The U.S. Food and Drug Administration (FDA) confirmed its approval to allow the use of the Drug Appllications, Sabril and Vigabatrin – tablets and oral suspension, to treat infantile spasms in children ages1 month to 2 years and to help treat complex partial seizures in adults.
 
This is the first drug to be approved in the U.S, although it is available in other countries already, for the treatment of a severe type of seizure that usually appears in the first year of life. These infantile spasms weaken the body because of the frequency of daily seizures that are hard to control.
 
During these spasms some babies arch their bodies and stretch their limbs which become stiff.

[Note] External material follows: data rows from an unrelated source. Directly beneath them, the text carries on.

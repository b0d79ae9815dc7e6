//! The concrete directory walker: wraps `walkdir::WalkDir`, skips
//! symlinks, and applies `--match`/`--exclude` basename regexes before
//! anything reaches the core (§6's walker contract).

use crate::xattrs;
use hardlinkable_core::{StatSnapshot, WalkEntry, WalkSource, XattrFingerprint};
use regex::Regex;
use std::cell::Cell;
use std::path::{Path, PathBuf};
use std::rc::Rc;
use walkdir::WalkDir;

#[derive(Debug, Clone, Default)]
pub struct NameFilters {
    pub include: Vec<Regex>,
    pub exclude: Vec<Regex>,
}

impl NameFilters {
    fn excludes(&self, name: &str) -> bool {
        self.exclude.iter().any(|re| re.is_match(name))
    }

    fn matches(&self, name: &str) -> bool {
        self.include.is_empty() || self.include.iter().any(|re| re.is_match(name))
    }
}

pub struct FsWalker {
    inner: Box<dyn Iterator<Item = walkdir::DirEntry>>,
    filters: Rc<NameFilters>,
    track_xattr: bool,
    directories_visited: Rc<Cell<u64>>,
}

impl FsWalker {
    /// Builds a walker rooted at each of `roots`. Symlinks — to files or
    /// to directories — are never followed (§9's resolved open question);
    /// directories whose basename matches an `--exclude` pattern are
    /// pruned before descent; files whose basename fails `--match`/
    /// `--exclude` are filtered out in `next_entry`.
    pub fn new(roots: &[PathBuf], filters: NameFilters, track_xattr: bool) -> Self {
        let filters = Rc::new(filters);
        let mut iters: Vec<Box<dyn Iterator<Item = walkdir::DirEntry>>> = Vec::new();
        for root in roots {
            let filters = filters.clone();
            let walk = WalkDir::new(root)
                .follow_links(false)
                .into_iter()
                .filter_entry(move |entry| {
                    if !entry.file_type().is_dir() {
                        return true;
                    }
                    match entry.file_name().to_str() {
                        Some(name) => !filters.excludes(name),
                        None => true,
                    }
                })
                .filter_map(|res| res.ok());
            iters.push(Box::new(walk));
        }
        Self {
            inner: Box::new(iters.into_iter().flatten()),
            filters,
            track_xattr,
            directories_visited: Rc::new(Cell::new(0)),
        }
    }

    /// A counter that keeps updating even after the walker itself has been
    /// moved into and consumed by `run_scan`/`run_scan_cancellable`, which
    /// take ownership of the `WalkSource` and never hand it back.
    pub fn directories_visited_counter(&self) -> Rc<Cell<u64>> {
        self.directories_visited.clone()
    }
}

impl WalkSource for FsWalker {
    fn next_entry(&mut self) -> Option<WalkEntry> {
        loop {
            let entry = self.inner.next()?;
            let path = entry.path();
            let file_type = entry.file_type();

            if file_type.is_symlink() {
                continue;
            }
            if file_type.is_dir() {
                self.directories_visited.set(self.directories_visited.get() + 1);
                continue;
            }

            let meta = match entry.metadata() {
                Ok(m) => m,
                Err(_) => continue,
            };
            if !meta.file_type().is_file() {
                continue;
            }
            if !basename_included(path, &self.filters) {
                continue;
            }

            let id = StatSnapshot::dev_ino(&meta);
            let stat = StatSnapshot::from_metadata(&meta);
            let xattr = if self.track_xattr {
                xattrs::fingerprint(path)
            } else {
                XattrFingerprint::absent()
            };

            return Some(WalkEntry {
                path: path.to_path_buf(),
                id,
                stat,
                xattr,
            });
        }
    }
}

/// Applies the name filters to one final-component path. Used by the
/// walker above indirectly through `filter_entry`/`next_entry`, and
/// exposed standalone for the regex-matching unit tests.
pub fn basename_included(path: &Path, filters: &NameFilters) -> bool {
    let name = match path.file_name().and_then(|n| n.to_str()) {
        Some(n) => n,
        None => return true,
    };
    filters.matches(name) && !filters.excludes(name)
}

This condition usually occurs after feeding or after waking up.
 
The frequency of these spasms can be as many as several hundreds a day with dozens of clusters. These spasms result from a lot of disorders like, birth injury, metabolic disorders and genetic disorders.
 
Sabril, has also been approved to treat adults suffering with complex partial seizures in combination with other drugs when previous drugs have failed. It was noted that Sabril is not the first-line treatment for these seizures in adults.
 
Lundbeck Inc., a wholly owned subsidiary of H. Lundbeck A/S based in Denmark will market this drug in the market
 
Sabril will have a "black box" warning, the FDA's sternest warning, about the risk of a progressive loss of peripheral vision with potential decrease in visual acuity The FDA states that the risk of vision damage may increase based on the dosage and duration of use, but even the lowest doses of Sabril can cause vision damage.
 
Lundbeck will launch this new drug in the market in the third quarter of 2009, with an extensive risk evaluation and mitigation strategy required by the FDA and created in collaboration with the FDA.